Questo forse fa più male del test sulla qualità della vita, perché ci spiega chiaro e tondo le ragioni di un fallimento che viene da lontano. La Sicilia vanta gli studenti peggiori, secondo i cervelloni dell’Ocse-Pisa (Programme for International Student Assessment). Pessimi nella matematica, rimandati in lettura. E’ una piaga comune al Sud. La munnizza, il degrado sono visibili e descrivono lo sfascio nella sua dimensione fisica. Ma c’è un altro terribile risvolto, angosciante, benché non immediatamente materiale. La sapienza non abita qui. L’apprendimento dell’intelligenza è radicato altrove. Sul rito della consueta occupazione pre-natalizia piomba un chiaro sintomo di fallimento della scuola. I numeri sono numeri e non si discutono. Sono più testardi di ogni protesta, di ogni rivendicazione, di ogni corteo urlato.

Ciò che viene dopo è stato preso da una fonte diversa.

// Structured parsing of YouTube URLs into channel or video targets
use url::Url;

use crate::error::ApiError;

#[derive(Debug, Clone, PartialEq, Eq)]
pub enum ChannelReference {
    /// `/channel/UC...`
    Id(String),
    /// `/@handle`
    Handle(String),
    /// `/c/<name>` or `/user/<name>`
    Custom(String),
}

impl ChannelReference {
    /// Text that identifies the channel for resolution (id or search query).
    pub fn as_str(&self) -> &str {
        match self {
            ChannelReference::Id(id) => id,
            ChannelReference::Handle(name) | ChannelReference::Custom(name) => name,
        }
    }
}

#[derive(Debug, Clone, PartialEq, Eq)]
pub enum YouTubeTarget {
    Channel(ChannelReference),
    Video(String),
}

fn is_youtube_host(host: &str) -> bool {
    host == "youtube.com" || host.ends_with(".youtube.com")
}

fn invalid(raw: &str) -> ApiError {
    ApiError::InvalidInput(format!("Unsupported YouTube URL: {}", raw))
}

/// Classify a YouTube URL by host and path segments.
///
/// Inputs without a scheme (`youtube.com/@name`) are treated as https.
pub fn parse_youtube_url(raw: &str) -> Result<YouTubeTarget, ApiError> {
    let trimmed = raw.trim();
    if trimmed.is_empty() {
        return Err(ApiError::InvalidInput("URL is required".to_string()));
    }

    let with_scheme = if trimmed.contains("://") {
        trimmed.to_string()
    } else {
        format!("https://{}", trimmed)
    };

    let url = Url::parse(&with_scheme)
        .map_err(|e| ApiError::InvalidInput(format!("Invalid URL '{}': {}", trimmed, e)))?;

    let host = url
        .host_str()
        .map(|h| h.to_ascii_lowercase())
        .ok_or_else(|| invalid(trimmed))?;

    let segments: Vec<&str> = url
        .path_segments()
        .map(|s| s.filter(|seg| !seg.is_empty()).collect())
        .unwrap_or_default();

    if host == "youtu.be" || host == "www.youtu.be" {
        return match segments.first() {
            Some(id) => Ok(YouTubeTarget::Video((*id).to_string())),
            None => Err(invalid(trimmed)),
        };
    }

    if !is_youtube_host(&host) {
        return Err(ApiError::InvalidInput(format!("Not a YouTube URL: {}", trimmed)));
    }

    match segments.as_slice() {
        ["watch", ..] => url
            .query_pairs()
            .find(|(key, _)| key == "v")
            .map(|(_, value)| value.into_owned())
            .filter(|v| !v.is_empty())
            .map(YouTubeTarget::Video)
            .ok_or_else(|| invalid(trimmed)),
        ["shorts", id, ..] | ["live", id, ..] | ["embed", id, ..] => {
            Ok(YouTubeTarget::Video((*id).to_string()))
        }
        ["channel", id, ..] => Ok(YouTubeTarget::Channel(ChannelReference::Id((*id).to_string()))),
        ["c", name, ..] | ["user", name, ..] => {
            Ok(YouTubeTarget::Channel(ChannelReference::Custom((*name).to_string())))
        }
        [first, ..] if first.starts_with('@') && first.len() > 1 => Ok(YouTubeTarget::Channel(
            ChannelReference::Handle(first.trim_start_matches('@').to_string()),
        )),
        _ => Err(invalid(trimmed)),
    }
}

Cosa dice la ricerca? Gli studenti di Trento, Friuli Venezia Giulia e Veneto sono tra i più bravi al mondo in matematica, buon per loro. Mentre i quindicenni siciliani occupano un posto basso nella classifica delle ”performance con i numeri” e si piazzano tra Turchia e Romania. Eccellenze al Nordest e prestazioni più scarse al Sud si registrano anche nei campi delle scienze e della lettura. I risultati sulle competenze degli studenti quindicenni, presentati oggi a Roma, mettono in evidenza il divario in tutta la sua drammaticità.

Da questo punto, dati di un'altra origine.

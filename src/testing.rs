// In-memory VideoPlatform used by unit tests
use crate::youtube_client::*;
use async_trait::async_trait;
use serde::de::DeserializeOwned;
use serde_json::{json, Value};
use std::collections::HashMap;
use std::sync::Mutex;

/// Serves canned responses and records every call it receives.
///
/// Call keys look like `search:<query>`, `channels:<id>`, `comments:<video>:<token>:<max>`.
/// A key registered with `fail_with` makes the matching call return an API error.
#[derive(Default)]
pub struct FakePlatform {
    calls: Mutex<Vec<String>>,
    pub search_results: HashMap<String, Vec<String>>,
    pub channels: HashMap<String, Value>,
    pub playlists: HashMap<String, Vec<Value>>,
    pub playlist_items: HashMap<String, Vec<Value>>,
    pub comment_pages: HashMap<String, Vec<Vec<Value>>>,
    pub videos: HashMap<String, Value>,
    pub trending: Vec<Value>,
    pub categories: Vec<Value>,
    failures: HashMap<String, (u16, String)>,
}

impl FakePlatform {
    pub fn new() -> Self {
        Self::default()
    }

    pub fn fail_with(mut self, key: &str, status: u16, reason: &str) -> Self {
        self.failures.insert(key.to_string(), (status, reason.to_string()));
        self
    }

    pub fn calls(&self) -> Vec<String> {
        self.calls.lock().unwrap().clone()
    }

    pub fn calls_starting_with(&self, prefix: &str) -> Vec<String> {
        self.calls().into_iter().filter(|c| c.starts_with(prefix)).collect()
    }

    fn record(&self, key: String) -> Result<(), YouTubeApiError> {
        self.calls.lock().unwrap().push(key.clone());
        let matched = self
            .failures
            .iter()
            .find(|(prefix, _)| key.starts_with(prefix.as_str()));

        match matched {
            Some((_, (status, reason))) => Err(YouTubeApiError::Api {
                status: *status,
                reason: Some(reason.clone()),
                message: format!("fake failure for {}", key),
            }),
            None => Ok(()),
        }
    }
}

fn decode<T: DeserializeOwned>(value: Value) -> Result<T, YouTubeApiError> {
    serde_json::from_value(value).map_err(|e| YouTubeApiError::Decode(e.to_string()))
}

#[async_trait]
impl VideoPlatform for FakePlatform {
    async fn search_channels(
        &self,
        query: &str,
        max_results: u32,
    ) -> Result<ChannelSearchResponse, YouTubeApiError> {
        self.record(format!("search:{}", query))?;
        let items: Vec<Value> = self
            .search_results
            .get(query)
            .cloned()
            .unwrap_or_default()
            .into_iter()
            .take(max_results as usize)
            .map(|id| json!({"id": {"kind": "youtube#channel", "channelId": id}}))
            .collect();
        decode(json!({ "items": items }))
    }

    async fn list_channels(
        &self,
        channel_id: &str,
        _part: &str,
    ) -> Result<ChannelListResponse, YouTubeApiError> {
        self.record(format!("channels:{}", channel_id))?;
        let items: Vec<Value> = self.channels.get(channel_id).cloned().into_iter().collect();
        decode(json!({ "items": items }))
    }

    async fn list_playlists(
        &self,
        channel_id: &str,
        _max_results: u32,
    ) -> Result<PlaylistListResponse, YouTubeApiError> {
        self.record(format!("playlists:{}", channel_id))?;
        let items = self.playlists.get(channel_id).cloned().unwrap_or_default();
        decode(json!({ "items": items }))
    }

    async fn list_playlist_items(
        &self,
        playlist_id: &str,
        max_results: u32,
    ) -> Result<PlaylistItemListResponse, YouTubeApiError> {
        self.record(format!("playlistItems:{}:{}", playlist_id, max_results))?;
        let items = self.playlist_items.get(playlist_id).cloned().unwrap_or_default();
        decode(json!({ "items": items }))
    }

    async fn list_comment_threads(
        &self,
        video_id: &str,
        page_token: Option<&str>,
        max_results: u32,
    ) -> Result<CommentThreadsResponse, YouTubeApiError> {
        let token = page_token.unwrap_or("start");
        self.record(format!("comments:{}:{}:{}", video_id, token, max_results))?;

        let pages = self.comment_pages.get(video_id).cloned().unwrap_or_default();
        let index = match page_token {
            Some(t) => t.trim_start_matches("page-").parse::<usize>().unwrap_or(0),
            None => 0,
        };
        let items = pages.get(index).cloned().unwrap_or_default();
        let next = if index + 1 < pages.len() {
            Some(format!("page-{}", index + 1))
        } else {
            None
        };

        decode(json!({ "items": items, "nextPageToken": next }))
    }

    async fn list_videos(&self, video_id: &str) -> Result<VideoListResponse, YouTubeApiError> {
        self.record(format!("videos:{}", video_id))?;
        let items: Vec<Value> = self.videos.get(video_id).cloned().into_iter().collect();
        decode(json!({ "items": items }))
    }

    async fn trending_videos(
        &self,
        region_code: &str,
        max_results: u32,
    ) -> Result<VideoListResponse, YouTubeApiError> {
        self.record(format!("trending:{}:{}", region_code, max_results))?;
        let items: Vec<Value> = self.trending.iter().take(max_results as usize).cloned().collect();
        decode(json!({ "items": items }))
    }

    async fn video_categories(
        &self,
        region_code: &str,
    ) -> Result<VideoCategoryListResponse, YouTubeApiError> {
        self.record(format!("categories:{}", region_code))?;
        decode(json!({ "items": self.categories.clone() }))
    }
}

// ============================================================================
// Fixture builders
// ============================================================================

pub fn channel_json(id: &str, title: &str, subscribers: &str, views: &str, videos: &str) -> Value {
    json!({
        "id": id,
        "snippet": {
            "title": title,
            "description": format!("{} official channel", title),
            "country": "US",
            "publishedAt": "2015-03-01T12:00:00Z",
            "thumbnails": {
                "default": {"url": format!("https://yt3.ggpht.com/{}-default.jpg", id)},
                "high": {"url": format!("https://yt3.ggpht.com/{}-high.jpg", id)}
            }
        },
        "statistics": {
            "viewCount": views,
            "subscriberCount": subscribers,
            "videoCount": videos,
            "hiddenSubscriberCount": false
        },
        "contentDetails": {
            "relatedPlaylists": {"uploads": format!("UU{}", &id[2..])}
        }
    })
}

pub fn avatar_channel_json(id: &str) -> Value {
    json!({
        "id": id,
        "snippet": {
            "title": format!("viewer {}", id),
            "thumbnails": {"high": {"url": format!("https://yt3.ggpht.com/{}-avatar.jpg", id)}}
        }
    })
}

pub fn comment_json(author: &str, author_channel: Option<&str>, text: &str) -> Value {
    let mut snippet = json!({
        "authorDisplayName": author,
        "textDisplay": text,
        "publishedAt": "2024-05-01T10:00:00Z"
    });
    if let Some(channel) = author_channel {
        snippet["authorChannelId"] = json!({ "value": channel });
    }

    json!({
        "id": format!("thread-{}", author),
        "snippet": {
            "topLevelComment": {"id": format!("comment-{}", author), "snippet": snippet},
            "totalReplyCount": 0
        }
    })
}

pub fn video_json(id: &str, title: &str) -> Value {
    json!({
        "id": id,
        "snippet": {
            "title": title,
            "description": format!("{} description", title),
            "publishedAt": "2024-04-30T08:00:00Z",
            "thumbnails": {"high": {"url": format!("https://i.ytimg.com/vi/{}/hqdefault.jpg", id)}}
        },
        "statistics": {"viewCount": "1500", "likeCount": "120", "commentCount": "3"}
    })
}

pub fn playlist_item_json(published_at: &str) -> Value {
    json!({ "snippet": { "publishedAt": published_at, "title": "upload" } })
}
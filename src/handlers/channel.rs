// Channel profile handler: identifier resolution, details and derived analytics

use crate::analytics::{channel_playlists, channel_upload_frequency, engagement_rate};
use crate::error::ApiError;
use crate::models::youtube::{ChannelAnalytics, ChannelResponse};
use crate::resolver::{is_valid_channel_identifier, resolve_channel_id};
use crate::youtube_client::ChannelStatistics;
use crate::AppState;
use axum::{
    extract::{Extension, Path},
    response::Json,
    routing::get,
    Router,
};
use std::sync::Arc;

const CHANNEL_PARTS: &str = "snippet,statistics,contentDetails,brandingSettings";

pub fn channel_routes() -> Router {
    Router::new().route("/api/channel/:identifier", get(get_channel))
}

/// Get channel details and analytics by id, handle, or channel URL
///
/// GET /api/channel/:identifier
pub async fn get_channel(
    Path(identifier): Path<String>,
    Extension(state): Extension<Arc<AppState>>,
) -> Result<Json<ChannelResponse>, ApiError> {
    if !is_valid_channel_identifier(&identifier) {
        return Err(ApiError::InvalidInput("Invalid channel identifier".to_string()));
    }

    let channel_id = resolve_channel_id(state.platform.as_ref(), &identifier).await?;
    let response = channel_summary(&state, &channel_id).await?;

    Ok(Json(response))
}

/// Build the channel payload for a canonical id, consulting the cache first.
pub async fn channel_summary(state: &AppState, channel_id: &str) -> Result<ChannelResponse, ApiError> {
    if let Some(cached) = state.channel_cache.get(channel_id).await {
        tracing::debug!("Channel cache hit for {}", channel_id);
        return Ok(cached);
    }

    let platform = state.platform.as_ref();

    let item = platform
        .list_channels(channel_id, CHANNEL_PARTS)
        .await?
        .items
        .into_iter()
        .next()
        .ok_or_else(|| ApiError::NotFound("Channel not found".to_string()))?;

    let uploads_playlist = item
        .content_details
        .as_ref()
        .and_then(|c| c.related_playlists.as_ref())
        .and_then(|p| p.uploads.clone());

    let engagement = match &item.statistics {
        Some(stats) => engagement_rate(stats),
        None => engagement_rate(&ChannelStatistics::default()),
    };

    let analytics = ChannelAnalytics {
        upload_frequency: channel_upload_frequency(platform, uploads_playlist.as_deref()).await,
        playlists: channel_playlists(platform, &item.id).await,
        engagement_rate: engagement,
    };

    let response = ChannelResponse::from_channel(item, analytics)?;

    tracing::info!(
        "📺 Built channel profile for {} ({})",
        response.channel_name,
        response.channel_id
    );

    state
        .channel_cache
        .insert(channel_id.to_string(), response.clone())
        .await;

    Ok(response)
}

Secondo l’indagine Ocse, Trento è all’undicesimo posto della classifica mondiale per la bravura in matematica. Seguono il Friuli Venezia Giulia e il Veneto. La Sicilia e la Campania sono a livelli infimi, quasi al centesimo posto, vicine alla Romania. Per le cosiddette ‘competenze nella lettura’, la Sicilia occupa una posizione molto più bassa e viene dopo la Repubblica Slovacca.

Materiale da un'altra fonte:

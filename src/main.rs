use channel_insights::{
    cache::ChannelCache, config::AppConfig, youtube_client::YouTubeClient, AppState,
};
use std::sync::Arc;

#[tokio::main]
async fn main() {
    // Load environment variables from .env file
    dotenvy::dotenv().ok();

    if let Err(e) = init_logging() {
        eprintln!("Failed to initialize logging: {}", e);
        std::process::exit(1);
    }

    if let Err(e) = run().await {
        tracing::error!("❌ {}", e);
        std::process::exit(1);
    }
}

async fn run() -> Result<(), Box<dyn std::error::Error>> {
    let config = AppConfig::from_env()?;

    let youtube_client = YouTubeClient::new(
        config.api_key.clone(),
        &config.youtube_base_url,
        config.request_timeout,
    )?;
    tracing::info!("📺 YouTube Data API client ready ({})", config.youtube_base_url);

    let channel_cache = ChannelCache::new(config.cache_capacity, config.cache_ttl);

    tracing::info!(
        "CORS origins: {}",
        if config.allows_any_origin() { "*".to_string() } else { config.allowed_origins.join(", ") }
    );

    let state = Arc::new(AppState::new(
        Arc::new(youtube_client),
        channel_cache,
        config.comment_limit,
    ));

    let app = channel_insights::app(state, &config);

    let listener = tokio::net::TcpListener::bind(config.bind_addr).await?;
    tracing::info!("listening on {}", listener.local_addr()?);
    axum::serve(listener, app.into_make_service_with_connect_info::<std::net::SocketAddr>()).await?;

    Ok(())
}

fn init_logging() -> Result<(), Box<dyn std::error::Error>> {
    use tracing_subscriber::{fmt, layer::SubscriberExt, util::SubscriberInitExt, EnvFilter, Layer};

    let log_level = std::env::var("RUST_LOG").unwrap_or_else(|_| {
        if cfg!(debug_assertions) {
            "debug,channel_insights=trace,reqwest=info,hyper=info,tower=info".to_string()
        } else {
            "info,channel_insights=info,reqwest=warn,hyper=warn,tower=warn".to_string()
        }
    });

    let env_filter = EnvFilter::try_from_default_env().or_else(|_| EnvFilter::try_new(&log_level))?;

    let fmt_layer = if std::env::var("LOG_FORMAT").as_deref() == Ok("json") {
        fmt::layer()
            .json()
            .with_current_span(true)
            .with_span_list(false)
            .with_target(true)
            .boxed()
    } else {
        fmt::layer()
            .with_target(true)
            .with_file(true)
            .with_line_number(true)
            .boxed()
    };

    tracing_subscriber::registry()
        .with(env_filter)
        .with(fmt_layer)
        .try_init()?;

    tracing::info!("📊 Channel Insights starting up...");
    tracing::info!("Version: {}", env!("CARGO_PKG_VERSION"));
    tracing::info!("Build mode: {}", if cfg!(debug_assertions) { "development" } else { "production" });
    tracing::info!("Log level: {}", log_level);

    Ok(())
}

Ora, ci sono due strade. Qualche prof, qualche ragazzo occupante, qualcuno può confutare la radiografia spietata di una simile analisi? Se sì, lo aspettiamo a braccia aperte. Altrimenti dovremmo concludere con presagi tristi e definitivi tra presente e futuro. E’ vero, c’è la crisi, ma da noi non si tratta solo di fondi o di strutture. E’ in tilt il materiale primario della scuola. E i professori non possono sottrarsi in alcun modo a una onesta ammissione di responsabilità. Dispiace poi per la matematica che in tanti non abbiamo mai amato. Dobbiamo riconoscere che aveva abbastanza ragione quell’insegnante con i capelli bianchi, innamorata di Bach e delle equazioni: chi non capisce la matematica oggi, non capirà il mondo domani.